> **Records for processing**
_ _ _ _ _ _ _

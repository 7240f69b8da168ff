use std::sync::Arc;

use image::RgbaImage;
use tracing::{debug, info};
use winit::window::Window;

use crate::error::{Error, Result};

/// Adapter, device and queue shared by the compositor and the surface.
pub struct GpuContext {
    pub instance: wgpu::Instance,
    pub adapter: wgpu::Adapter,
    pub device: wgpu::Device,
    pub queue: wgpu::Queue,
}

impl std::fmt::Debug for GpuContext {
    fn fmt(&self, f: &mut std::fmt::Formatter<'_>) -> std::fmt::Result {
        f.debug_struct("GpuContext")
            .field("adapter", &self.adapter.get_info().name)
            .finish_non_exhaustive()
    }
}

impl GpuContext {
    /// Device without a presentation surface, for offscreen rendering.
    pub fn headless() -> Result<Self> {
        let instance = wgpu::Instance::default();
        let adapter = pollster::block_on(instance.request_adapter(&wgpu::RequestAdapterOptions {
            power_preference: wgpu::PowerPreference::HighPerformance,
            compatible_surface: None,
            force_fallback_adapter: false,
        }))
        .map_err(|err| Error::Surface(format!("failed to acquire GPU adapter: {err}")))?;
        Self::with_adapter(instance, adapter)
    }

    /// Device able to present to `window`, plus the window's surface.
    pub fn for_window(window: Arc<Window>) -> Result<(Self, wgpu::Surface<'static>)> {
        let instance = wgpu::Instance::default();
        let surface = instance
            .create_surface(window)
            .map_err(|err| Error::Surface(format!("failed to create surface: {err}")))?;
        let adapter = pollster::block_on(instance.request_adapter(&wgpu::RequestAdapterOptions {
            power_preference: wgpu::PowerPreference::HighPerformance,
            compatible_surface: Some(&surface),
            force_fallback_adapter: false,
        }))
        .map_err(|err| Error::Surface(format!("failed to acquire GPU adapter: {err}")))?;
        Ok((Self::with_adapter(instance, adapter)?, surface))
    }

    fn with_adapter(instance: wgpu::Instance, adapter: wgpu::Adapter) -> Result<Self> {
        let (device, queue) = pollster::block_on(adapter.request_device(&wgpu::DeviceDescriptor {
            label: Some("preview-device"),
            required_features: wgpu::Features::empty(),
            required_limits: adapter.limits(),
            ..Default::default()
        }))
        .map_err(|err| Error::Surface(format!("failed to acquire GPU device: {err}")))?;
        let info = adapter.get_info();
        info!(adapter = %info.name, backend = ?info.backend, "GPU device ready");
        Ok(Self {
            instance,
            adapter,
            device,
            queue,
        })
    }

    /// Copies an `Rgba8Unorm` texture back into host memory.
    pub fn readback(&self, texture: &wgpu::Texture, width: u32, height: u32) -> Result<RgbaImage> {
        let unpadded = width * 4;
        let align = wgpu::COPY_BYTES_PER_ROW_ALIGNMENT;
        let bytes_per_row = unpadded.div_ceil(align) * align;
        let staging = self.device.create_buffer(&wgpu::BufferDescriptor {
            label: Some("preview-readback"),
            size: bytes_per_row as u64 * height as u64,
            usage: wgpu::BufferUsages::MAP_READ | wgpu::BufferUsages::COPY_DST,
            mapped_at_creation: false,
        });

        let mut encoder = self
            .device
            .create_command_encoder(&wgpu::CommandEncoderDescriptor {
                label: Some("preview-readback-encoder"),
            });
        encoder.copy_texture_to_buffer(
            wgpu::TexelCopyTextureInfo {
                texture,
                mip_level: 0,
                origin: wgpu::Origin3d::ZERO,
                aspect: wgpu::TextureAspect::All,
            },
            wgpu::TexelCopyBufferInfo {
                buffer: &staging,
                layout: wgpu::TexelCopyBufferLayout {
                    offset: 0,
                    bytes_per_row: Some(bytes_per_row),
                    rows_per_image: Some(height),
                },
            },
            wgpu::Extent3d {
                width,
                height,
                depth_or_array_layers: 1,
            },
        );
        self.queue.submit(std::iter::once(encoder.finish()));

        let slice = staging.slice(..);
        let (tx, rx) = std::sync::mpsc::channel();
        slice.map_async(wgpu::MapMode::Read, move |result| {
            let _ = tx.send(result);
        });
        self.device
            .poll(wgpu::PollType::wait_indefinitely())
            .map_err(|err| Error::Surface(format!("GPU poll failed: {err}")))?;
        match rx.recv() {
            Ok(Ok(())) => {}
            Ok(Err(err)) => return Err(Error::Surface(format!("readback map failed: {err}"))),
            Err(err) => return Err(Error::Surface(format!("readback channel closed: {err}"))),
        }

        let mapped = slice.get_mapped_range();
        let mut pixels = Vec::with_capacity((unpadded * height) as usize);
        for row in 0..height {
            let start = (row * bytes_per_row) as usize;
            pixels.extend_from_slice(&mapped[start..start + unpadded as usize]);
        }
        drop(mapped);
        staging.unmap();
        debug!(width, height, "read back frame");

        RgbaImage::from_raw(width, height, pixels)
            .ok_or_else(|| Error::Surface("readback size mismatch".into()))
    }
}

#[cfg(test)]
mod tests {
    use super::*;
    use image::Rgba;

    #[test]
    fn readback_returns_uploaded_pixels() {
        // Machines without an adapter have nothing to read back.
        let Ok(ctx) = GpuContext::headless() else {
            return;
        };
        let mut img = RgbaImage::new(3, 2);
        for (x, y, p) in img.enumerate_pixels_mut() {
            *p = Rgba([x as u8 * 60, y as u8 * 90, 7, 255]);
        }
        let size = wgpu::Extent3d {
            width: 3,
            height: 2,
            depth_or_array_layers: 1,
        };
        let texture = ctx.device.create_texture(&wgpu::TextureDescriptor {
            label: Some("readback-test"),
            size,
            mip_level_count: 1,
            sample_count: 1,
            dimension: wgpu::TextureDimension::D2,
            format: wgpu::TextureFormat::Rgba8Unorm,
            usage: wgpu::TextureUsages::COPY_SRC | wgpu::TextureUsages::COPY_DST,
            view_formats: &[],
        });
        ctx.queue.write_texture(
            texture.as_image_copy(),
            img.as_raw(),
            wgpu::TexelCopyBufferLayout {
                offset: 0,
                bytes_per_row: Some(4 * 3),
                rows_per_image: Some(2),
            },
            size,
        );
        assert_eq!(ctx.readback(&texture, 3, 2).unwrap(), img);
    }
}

_ _ _ _ _ _ _

> **Prompt**
Nothing beyond the line that contains "wgpu::Instance, adapter: wgpu::Adapter)" belongs in the answer; reproduce the entries exactly from their first line through it.

> **Exercise solution**
repository 7240f69b8da168ff
use std::sync::Arc;

use image::RgbaImage;
use tracing::{debug, info};
use winit::window::Window;

use crate::error::{Error, Result};

/// Adapter, device and queue shared by the compositor and the surface.
pub struct GpuContext {
    pub instance: wgpu::Instance,
    pub adapter: wgpu::Adapter,
    pub device: wgpu::Device,
    pub queue: wgpu::Queue,
}

impl std::fmt::Debug for GpuContext {
    fn fmt(&self, f: &mut std::fmt::Formatter<'_>) -> std::fmt::Result {
        f.debug_struct("GpuContext")
            .field("adapter", &self.adapter.get_info().name)
            .finish_non_exhaustive()
    }
}

impl GpuContext {
    /// Device without a presentation surface, for offscreen rendering.
    pub fn headless() -> Result<Self> {
        let instance = wgpu::Instance::default();
        let adapter = pollster::block_on(instance.request_adapter(&wgpu::RequestAdapterOptions {
            power_preference: wgpu::PowerPreference::HighPerformance,
            compatible_surface: None,
            force_fallback_adapter: false,
        }))
        .map_err(|err| Error::Surface(format!("failed to acquire GPU adapter: {err}")))?;
        Self::with_adapter(instance, adapter)
    }

    /// Device able to present to `window`, plus the window's surface.
    pub fn for_window(window: Arc<Window>) -> Result<(Self, wgpu::Surface<'static>)> {
        let instance = wgpu::Instance::default();
        let surface = instance
            .create_surface(window)
            .map_err(|err| Error::Surface(format!("failed to create surface: {err}")))?;
        let adapter = pollster::block_on(instance.request_adapter(&wgpu::RequestAdapterOptions {
            power_preference: wgpu::PowerPreference::HighPerformance,
            compatible_surface: Some(&surface),
            force_fallback_adapter: false,
        }))
        .map_err(|err| Error::Surface(format!("failed to acquire GPU adapter: {err}")))?;
        Ok((Self::with_adapter(instance, adapter)?, surface))
    }

    fn with_adapter(instance: wgpu::Instance, adapter: wgpu::Adapter) -> Result<Self> {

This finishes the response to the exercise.